I am in agony.
Why am I in agony?
Because I want, desire, hope for, live for, and lust after this stupid Ipad.
And I don't even know why.
My step daughter tells me that I would really like it. Even my brother thinks I should get one. Some of the reviews are less than "glowing". I want one.
I just can't think of a reason to NEED one.
I own a nook. It has lots of possibilities. No, it's not an Ipad. It's not even LIKE an Ipad. But all of my devices are compatible. The Ipad would not be AS compatible, although I think most of my documents would transfer just fine. I could carry it around like a laptop, without the weight. But I can't transfer my books on my nook to my Ipad--or can I? I simply don't know. Plus, a phone (my Android that is forever saying "DROID" at me) has all my crazy information on it.
It's a heck of a way to live, and I don't have my guru here to tell me..."oh, you're just having gadget envy."

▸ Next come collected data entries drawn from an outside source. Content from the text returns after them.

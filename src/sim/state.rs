//! Game state and core simulation types
//!
//! Everything a single session owns lives here. The outer driver
//! (`crate::game::Game`) owns the RNG and the cross-session results.

use glam::Vec2;
use serde::{Deserialize, Serialize};

use crate::consts::*;
use crate::tuning::Tuning;

/// Current phase of a session
#[derive(Debug, Clone, Copy, PartialEq, Eq, Default, Serialize, Deserialize)]
pub enum GamePhase {
    /// Active gameplay
    #[default]
    Running,
    /// Frozen until the pause key is pressed again
    Paused,
    /// Session ended, waiting for the restart key
    GameOver,
}

/// Power-up types
#[derive(Debug, Clone, Copy, PartialEq, Eq, Serialize, Deserialize)]
pub enum PowerUpKind {
    /// Temporary doubled paddle speed
    Speed,
    /// Absorbs one block hit
    Shield,
}

impl PowerUpKind {
    pub const ALL: [PowerUpKind; 2] = [PowerUpKind::Speed, PowerUpKind::Shield];
}

/// Block palette
#[derive(Debug, Clone, Copy, PartialEq, Eq, Default, Serialize, Deserialize)]
pub enum BlockColor {
    #[default]
    Red,
    Blue,
    Green,
}

impl BlockColor {
    pub const ALL: [BlockColor; 3] = [BlockColor::Red, BlockColor::Blue, BlockColor::Green];
}

/// The player's paddle
#[derive(Debug, Clone, Serialize, Deserialize)]
pub struct Player {
    /// Top-left corner
    pub pos: Vec2,
    pub size: Vec2,
    /// One-hit protection
    pub shield: bool,
    /// Doubled velocity while set
    pub speed_boost: bool,
    /// Timestamp (ms) of the last speed pickup
    pub boost_started_ms: u64,
}

impl Default for Player {
    fn default() -> Self {
        Self {
            pos: Vec2::new(
                (SCREEN_WIDTH / 2.0 - PLAYER_WIDTH / 2.0).floor(),
                SCREEN_HEIGHT - PLAYER_HEIGHT - PLAYER_BOTTOM_MARGIN,
            ),
            size: Vec2::new(PLAYER_WIDTH, PLAYER_HEIGHT),
            shield: false,
            speed_boost: false,
            boost_started_ms: 0,
        }
    }
}

impl Player {
    /// Step left by `vel` unless that would reach the left edge
    pub fn move_left(&mut self, vel: f32) {
        if self.pos.x - vel > 0.0 {
            self.pos.x -= vel;
        }
    }

    /// Step right by `vel` unless that would reach the right edge
    pub fn move_right(&mut self, vel: f32) {
        if self.pos.x + self.size.x + vel < SCREEN_WIDTH {
            self.pos.x += vel;
        }
    }

    /// Grant the speed boost starting at `now_ms` (restarts a running boost)
    pub fn grant_speed_boost(&mut self, now_ms: u64) {
        self.speed_boost = true;
        self.boost_started_ms = now_ms;
    }

    /// Clear the boost once `duration_ms` has elapsed since it was granted.
    /// Returns true if the boost expired on this call.
    pub fn expire_boost(&mut self, now_ms: u64, duration_ms: u64) -> bool {
        if self.speed_boost && now_ms.saturating_sub(self.boost_started_ms) >= duration_ms {
            self.speed_boost = false;
            return true;
        }
        false
    }
}

/// A falling hazard
#[derive(Debug, Clone, Serialize, Deserialize)]
pub struct Block {
    pub id: u32,
    /// Top-left corner
    pub pos: Vec2,
    /// Downward speed (px/frame)
    pub speed: f32,
    /// Side length of the square
    pub size: f32,
    pub color: BlockColor,
    /// Set once this block has broken a shield; it no longer collides
    #[serde(default)]
    pub absorbed: bool,
}

impl Block {
    pub fn step(&mut self) {
        self.pos.y += self.speed;
    }

    pub fn extent(&self) -> Vec2 {
        Vec2::splat(self.size)
    }
}

/// A falling collectible
#[derive(Debug, Clone, Serialize, Deserialize)]
pub struct PowerUp {
    pub id: u32,
    /// Top-left corner
    pub pos: Vec2,
    pub kind: PowerUpKind,
    pub size: f32,
    /// Downward speed (px/frame)
    pub speed: f32,
}

impl PowerUp {
    pub fn step(&mut self) {
        self.pos.y += self.speed;
    }

    pub fn extent(&self) -> Vec2 {
        Vec2::splat(self.size)
    }
}

/// Something that happened during a tick, for audio and logging
#[derive(Debug, Clone, Copy, PartialEq, Eq, Serialize, Deserialize)]
pub enum GameEvent {
    /// A block broke the shield
    ShieldAbsorbed,
    /// An unshielded hit ended the session
    GameOver,
    /// A power-up was picked up
    PowerUpCollected(PowerUpKind),
    /// A block left the bottom of the screen
    BlockDodged,
    /// The speed boost ran out
    BoostExpired,
}

/// One session: from spawn to game over (serializable for snapshots)
#[derive(Debug, Clone, Serialize, Deserialize)]
pub struct GameState {
    /// Current phase
    pub phase: GamePhase,
    pub player: Player,
    /// Falling hazards (spawn order)
    pub blocks: Vec<Block>,
    /// Falling collectibles (spawn order)
    pub powerups: Vec<PowerUp>,
    /// Raw score: one point per running frame
    pub score: u64,
    /// Best displayed score across the process lifetime (injected at session start)
    pub best_score: u64,
    pub enemies_dodged: u32,
    pub powerups_collected: u32,
    /// Balance constants
    pub tuning: Tuning,
    /// Events produced since the last drain
    #[serde(skip)]
    pub events: Vec<GameEvent>,
    /// Next entity ID
    next_id: u32,
}

impl GameState {
    /// Start a session with default tuning, carrying over the best score so far
    pub fn new(best_score: u64) -> Self {
        Self::with_tuning(best_score, Tuning::default())
    }

    pub fn with_tuning(best_score: u64, tuning: Tuning) -> Self {
        Self {
            phase: GamePhase::Running,
            player: Player::default(),
            blocks: Vec::new(),
            powerups: Vec::new(),
            score: 0,
            best_score,
            enemies_dodged: 0,
            powerups_collected: 0,
            tuning,
            events: Vec::new(),
            next_id: 1,
        }
    }

    /// Allocate a new entity ID
    pub fn next_entity_id(&mut self) -> u32 {
        let id = self.next_id;
        self.next_id += 1;
        id
    }

    /// Score as shown on the HUD
    pub fn display_score(&self) -> u64 {
        self.score / 10
    }

    pub fn is_running(&self) -> bool {
        self.phase == GamePhase::Running
    }

    /// Toggle pause. Ignored once the session is over.
    pub fn toggle_pause(&mut self) {
        self.phase = match self.phase {
            GamePhase::Running => GamePhase::Paused,
            GamePhase::Paused => GamePhase::Running,
            GamePhase::GameOver => GamePhase::GameOver,
        };
    }

    /// Take the events produced since the last call
    pub fn drain_events(&mut self) -> Vec<GameEvent> {
        std::mem::take(&mut self.events)
    }
}

#[cfg(test)]
mod tests {
    use super::*;

    #[test]
    fn test_player_starts_centered_on_baseline() {
        let player = Player::default();
        assert_eq!(player.pos, Vec2::new(275.0, 440.0));
        assert!(!player.shield);
        assert!(!player.speed_boost);
    }

    #[test]
    fn test_player_stops_short_of_edges() {
        let mut player = Player::default();
        player.pos.x = 6.0;
        player.move_left(6.0);
        assert_eq!(player.pos.x, 6.0);
        player.pos.x = 7.0;
        player.move_left(6.0);
        assert_eq!(player.pos.x, 1.0);

        player.pos.x = SCREEN_WIDTH - PLAYER_WIDTH - 6.0;
        player.move_right(6.0);
        assert_eq!(player.pos.x, SCREEN_WIDTH - PLAYER_WIDTH - 6.0);
    }

    #[test]
    fn test_boost_expires_at_duration() {
        let mut player = Player::default();
        player.grant_speed_boost(1_000);
        assert!(!player.expire_boost(5_999, 5_000));
        assert!(player.speed_boost);
        assert!(player.expire_boost(6_000, 5_000));
        assert!(!player.speed_boost);
        // Already off: nothing to expire
        assert!(!player.expire_boost(10_000, 5_000));
    }

    #[test]
    fn test_pause_ignored_after_game_over() {
        let mut state = GameState::new(0);
        state.toggle_pause();
        assert_eq!(state.phase, GamePhase::Paused);
        state.toggle_pause();
        assert_eq!(state.phase, GamePhase::Running);

        state.phase = GamePhase::GameOver;
        state.toggle_pause();
        assert_eq!(state.phase, GamePhase::GameOver);
    }

    #[test]
    fn test_entity_ids_are_unique() {
        let mut state = GameState::new(0);
        let a = state.next_entity_id();
        let b = state.next_entity_id();
        assert_ne!(a, b);
    }

    #[test]
    fn test_state_snapshot_skips_events() {
        let mut state = GameState::new(7);
        state.events.push(GameEvent::BlockDodged);
        let json = serde_json::to_string(&state).unwrap();
        let restored: GameState = serde_json::from_str(&json).unwrap();
        assert_eq!(restored.best_score, 7);
        assert!(restored.events.is_empty());
    }
}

What's worse, is that the store doesn't have any on hand that I can just walk out of the store with, and I can't order the one I want from that store because they don't allow online purchases for that particular item. I have to really feel that I must have one, order it at the store, and then wait for it. Patiently. Neither is possible at this time due to impulsive behavior on my part.
So instead, I am going to my chair to read for a moment, right after I browse Ravelry and a few other sites, none of which will have anything to do with the ipad, which is a shortened "I Paid" and probably for something I didn't even really need.